In Enschede a civil servant took it upon himself, unbidden and without the say-so of the local authority, to issue instructions to his colleagues to the effect that the ban ‘was not meant to be enforced’. The mayor rebuked him and withdrew the instructions.

The Police are gedoging too

Enforcement is a police task but the police, too, are undermining the ban. Police unions, which have been known to put their noses into what the police should and shouldn’t do, had already expressed ‘doubts’ as to the ‘enforceability’ of the ban.

On the eve of the implementation of the ban, the national force said that burqa-wearing citizens registering a police complaint needn’t worry because a way would be devised for them to do so off police premises: ‘We will help them outside’. The tone implies that the police, instead of enforcing the law, are bent on accommodating burqa wearers. And not a word about people wearing full face helmets and balaclavas.

Hospitals, schools, public transport don’t want a ban on burqas. Hospitals do require patients to show proof of identity for medical reasons but this can be done in the privacy of the surgery.

‘Self islamisation’

There are hospitals, in Amersfoort for example, which will allocate female doctors to (Islamic) burqa wearers. This facilitates inequality between men and women, and sabotages the burqa ban. It is a good example of what is sometimes called the ‘self-islamisation’ of the Netherlands.

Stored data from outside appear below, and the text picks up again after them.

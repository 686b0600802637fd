//! Per-level and batch processing flow.
//!
//! Error isolation rules:
//! - an invariant violation during aggregation aborts that level with no
//!   partial report,
//! - a sink failure after a successful aggregation is a partial success: the
//!   report is valid, only its persistence failed,
//! - no failure in one level affects any other level in a batch.

use metrics_core::{MetricsError, Report, aggregate};
use scene_model::Actor;

use crate::error::SinkError;
use crate::writer::{ReportWriter, render_pretty};

/// How processing one level ended.
#[derive(Debug)]
pub enum LevelOutcome {
    /// Aggregated and persisted.
    Written(std::path::PathBuf),
    /// Aggregated successfully, but the sink failed. The report remains
    /// valid and is carried here.
    Unpersisted { report: Report, error: SinkError },
    /// Aggregation aborted; no report exists for this level.
    Aborted(MetricsError),
}

impl LevelOutcome {
    /// True when a valid report was produced, persisted or not.
    pub fn report_produced(&self) -> bool {
        !matches!(self, Self::Aborted(_))
    }
}

/// Aggregates one level's actors, logs the rendered report, and persists it.
pub fn process_level(level_name: &str, actors: &[Actor], writer: &ReportWriter) -> LevelOutcome {
    tracing::info!(level = level_name, "processing level");

    let report = match aggregate(actors) {
        Ok(report) => report,
        Err(error) => {
            tracing::error!(level = level_name, %error, "aggregation aborted");
            return LevelOutcome::Aborted(error);
        }
    };

    // Render for the operator log before persisting, so a sink failure
    // still leaves the report visible.
    match render_pretty(&report) {
        Ok(rendered) => tracing::info!(level = level_name, report = %rendered, "level report"),
        Err(error) => tracing::warn!(level = level_name, %error, "could not render report"),
    }

    match writer.write(level_name, &report) {
        Ok(path) => LevelOutcome::Written(path),
        Err(error) => {
            tracing::error!(level = level_name, %error, "failed to persist report");
            LevelOutcome::Unpersisted { report, error }
        }
    }
}

/// Processes many levels independently, in order. Returns one outcome per
/// level, keyed by the level name.
pub fn process_batch<'a, I>(levels: I, writer: &ReportWriter) -> Vec<(String, LevelOutcome)>
where
    I: IntoIterator<Item = (&'a str, &'a [Actor])>,
{
    levels
        .into_iter()
        .map(|(name, actors)| (name.to_string(), process_level(name, actors, writer)))
        .collect()
}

To visibly flaunt the law has as its paradoxical side-effect that the intention of the legislative power is contradicted. Non-enforcement becomes the alibi of the lawbreaker. That, too, undermines the state of law. A child can see that campaigns to introduce (new) bans only make sense if those bans are upheld.

Enforcement works

The ban on smoking – accompanied by hefty fines – has shown that enforcing a controversial ban need not be a problem. But by visibly not enforcing a ban, the authorities are telling potential lawbreakers they have nothing to worry about. It could almost be classed as entrapment.

If there is one place where visible non-enforcement has become the norm it is Amsterdam. On the capital’s gedogen list are drugs, police inaction in solving certain crimes, non-enforcement of traffic violations and more. Gedogen is, apparently ‘Amsterdams’ but the enforcement of laws isn’t.

Cyclists have been outside the law since the turn of the century at least. Away they go, against traffic, ringing their bells, carrying no lights, jumping traffic lights and so on. The last time Amsterdam’s cyclists were checked for lights – about 15 years ago – one week of handing out fines was enough to persuade them to mend their ways.

On a national level there is the area ban for stalkers which is not or ineffectively enforced, as is the ban on female circumcision. Without criminal convictions, criminal traditions will take root in the Netherlands.

Hissing ban

But in Amsterdam things are always that little bit madder. Take the ‘hissing ban’, effective both in the capital and in Rotterdam, which is meant to combat sexual intimidation of girls and women in the street.

Such a ban is completely justified because in Amsterdam 81% of women and girls between 15 and 35 experience harassment in the street, and in Rotterdam it’s even worse.

The hissing ban was a local authority initiative proposed in 2016. The present mayor and a majority of councillors are no longer in favour. The biggest party, GroenLinks, thinks the risk of ‘stigmatisation’ weighs more heavily than the protection of women against intimidation in public spaces.

And so it has come about that Amsterdam has shelved the ban, citing a conviction which was appealed against by the public prosecutor in Rotterdam.

When undercover cops caught three offenders in Amsterdam, it was the cops who caught the flak. They should not have fined them but warned them, Halsema said. That is how you turn enforcers into gedogers.